Given good quality data and a variety of compelling hypotheses based on data-mining techniques, how are these hypotheses actually implemented in an experiment with infants using an eye-tracker? One obvious response is to present visual stimuli on a display screen and simply record the infant’s eye movements. But this paradigm raises a concern about “naturalness” – the everyday environment consists of real 3-D objects and surfaces, as well as people and other animate objects. Although such an environment can be simulated on a 2-D video display, what cannot be simulated is the infant’s own movements and interactions with that environment. Thus, a spatially fixed eye-tracker display is a technical convenience that enables eye-movement data to be collected with optimal quality. A legitimate worry is that such a constrained “passive” eye-tracking paradigm may miss important aspects of cognitive development that could only be revealed under more “active” eye-tracking conditions.

Corbetta, Guan, and Williams (2012) summarize two ways in which the study of what Rao and Ballard (1995) called “active vision” can be accomplished with infants. The first is the most obvious – replace the spatially fixed eye-tracker with a head-mounted eye-tracker. This has been a method used with adults for nearly 20 years, but until recently the size (and weight) of such systems precluded their use with infants. Corbetta’s lab was one of the first to successfully collect eye-movement data from infants wearing a head-mounted tracker, and even smaller trackers have now been deployed in a few labs (Franchak & Adolph, 2011; Kidd & Aslin, 2011; Yu, Smith, Fricker, Xu & Favata, 2011). As noted by Corbetta et al., a head-mounted system consists of a scene camera (pointed outward from the middle of the infant’s forehead) and a pupil camera (pointed toward one of the infant’s eyes). In the system used in Corbetta’s lab, the pupil camera reflects off a half-silvered mirror positioned in front of one eye. In other systems the pupil camera is held in place by a curved stalk to enable a direct view of the eye. Both of these arrangements can be distracting to the infant, especially when first positioned on their head, and of course the mirror or stalk serves as a target for infant reaching. These systems require some subtle adjustments, in situ, to align the pupil camera, drawing the infant’s attention (sometimes repeatedly) to the mirror or stalk. But with suitable distractions (e.g., colorful toys or soap bubbles) most infants can be fitted and successfully calibrated using procedures similar to remote (fixed in place) eye-trackers.

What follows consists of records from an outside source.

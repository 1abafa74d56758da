//! Configuration and limits for connections.

use crate::error::Error;

/// Per-connection configuration.
///
/// Limits bound memory usage per connection: the send buffer caps how much
/// unflushed outbound data may accumulate before payloads are dropped, and
/// the frame size caps what an inbound frame may announce before the
/// connection is torn down as misbehaving.
#[derive(Debug, Clone, PartialEq, Eq)]
pub struct Config {
    /// Maximum number of bytes the send buffer may hold.
    ///
    /// Crossing this threshold fires the buffer-full callback; further
    /// payloads are dropped until the buffer drains.
    ///
    /// Default: 1 MB (1 048 576)
    pub max_send_buffer_size: usize,

    /// Maximum acceptable inbound frame size in bytes.
    ///
    /// A codec announcing a larger frame is treated as a framing violation
    /// and the connection is destroyed.
    ///
    /// Default: 10 MB (10 485 760)
    pub max_frame_size: usize,

    /// Upper bound for a single non-blocking read, in bytes.
    ///
    /// Default: 65 535
    pub read_chunk_size: usize,
}

impl Default for Config {
    fn default() -> Self {
        Self {
            max_send_buffer_size: 1024 * 1024,
            max_frame_size: 10 * 1024 * 1024,
            read_chunk_size: 65535,
        }
    }
}

impl Config {
    /// Create a new configuration with default limits.
    #[must_use]
    pub fn new() -> Self {
        Self::default()
    }

    /// Set the send buffer capacity.
    #[must_use]
    pub const fn with_max_send_buffer_size(mut self, size: usize) -> Self {
        self.max_send_buffer_size = size;
        self
    }

    /// Set the maximum inbound frame size.
    #[must_use]
    pub const fn with_max_frame_size(mut self, size: usize) -> Self {
        self.max_frame_size = size;
        self
    }

    /// Set the per-read chunk bound.
    #[must_use]
    pub const fn with_read_chunk_size(mut self, size: usize) -> Self {
        self.read_chunk_size = size;
        self
    }

    /// Validate an announced frame length against the configured maximum.
    ///
    /// # Errors
    ///
    /// Returns [`Error::FrameTooLarge`] if `size` exceeds the configured maximum.
    pub const fn check_frame_size(&self, size: usize) -> Result<(), Error> {
        if size > self.max_frame_size {
            Err(Error::FrameTooLarge {
                size,
                max: self.max_frame_size,
            })
        } else {
            Ok(())
        }
    }
}
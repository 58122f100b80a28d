//! SQLite database module
//!
//! ## Tables
//!
//! - `users` - Accounts and their password hashes
//! - `documents` - Uploaded file blobs grouped by parent id

pub mod files;
pub mod schema;
pub mod users;

use std::path::Path;
use std::sync::Mutex;

use rusqlite::Connection;
use tracing::{debug, info};

use crate::types::StoreError;

pub use files::{FileMeta, NewFile, StoredFile};

/// SQLite database for accounts and files
pub struct Database {
    conn: Mutex<Connection>,
}

impl Database {
    /// Open or create the database file (":memory:" opens an in-memory database)
    pub fn open(path: &Path) -> Result<Self, StoreError> {
        if path.as_os_str() == ":memory:" {
            return Self::open_in_memory();
        }

        info!("Opening SQLite database at {:?}", path);

        let conn = Connection::open(path)
            .map_err(|e| StoreError::Storage(format!("Failed to open SQLite: {}", e)))?;

        // WAL for concurrent readers while a write is in progress
        conn.execute_batch("PRAGMA journal_mode=WAL; PRAGMA synchronous=NORMAL;")
            .map_err(|e| StoreError::Storage(format!("Failed to set PRAGMA: {}", e)))?;

        Self::init(conn)
    }

    /// Open an in-memory database (for testing)
    pub fn open_in_memory() -> Result<Self, StoreError> {
        debug!("Opening in-memory SQLite database");

        let conn = Connection::open_in_memory().map_err(|e| {
            StoreError::Storage(format!("Failed to open in-memory SQLite: {}", e))
        })?;

        Self::init(conn)
    }

    fn init(conn: Connection) -> Result<Self, StoreError> {
        schema::init_schema(&conn)?;
        Ok(Self {
            conn: Mutex::new(conn),
        })
    }

    /// Run a closure with the locked connection
    pub fn with_conn<F, T>(&self, f: F) -> Result<T, StoreError>
    where
        F: FnOnce(&Connection) -> Result<T, StoreError>,
    {
        let conn = self
            .conn
            .lock()
            .map_err(|e| StoreError::Storage(format!("Lock poisoned: {}", e)))?;
        f(&conn)
    }

    /// Check the database answers queries
    pub fn ping(&self) -> Result<(), StoreError> {
        self.with_conn(|conn| {
            conn.query_row("SELECT 1", [], |row| row.get::<_, i64>(0))?;
            Ok(())
        })
    }
}

#[cfg(test)]
mod tests {
    use super::*;

    #[test]
    fn test_open_in_memory_and_ping() {
        let db = Database::open_in_memory().unwrap();
        db.ping().unwrap();
    }

    #[test]
    fn test_memory_path_alias() {
        let db = Database::open(Path::new(":memory:")).unwrap();
        db.ping().unwrap();
    }
}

Head-mounted eye-trackers enable researchers to ask a variety of questions that could not be addressed with a remote eye-tracker. Corbetta’s lab is interested in visual control of motor behaviors (see also Franchak & Adolph, 2011), and the infant’s gaze can be captured as they make head movements to look anywhere in their immediate surroundings. There are some limitations to these head-mounted systems. First, because the scene viewed by the infant, and documented in the scene camera’s image, is under the control of the infant, it is not possible to use automated coding algorithms as with remote (spatially fixed) eye-trackers. Thus, all of the gaze data must be hand coded by human observers who view the dynamic scene-camera video with gaze position (typically indicated by cross-hairs) superimposed on a frame-by-frame basis. Second, the view of the infant’s surroundings provided by the scene camera has a single angular dimension with respect to the forehead. If this angle is adjusted for distant objects, then any looking to the infant’s hands (in near space) are outside of this field-of-view. If the angle is adjusted for near space, then distant objects are not in view. Perhaps in the future, head-mounted systems will employ two scene-cameras, each with separate calibrations, to enable a larger vertical dimension of the infant’s surroundings to be captured.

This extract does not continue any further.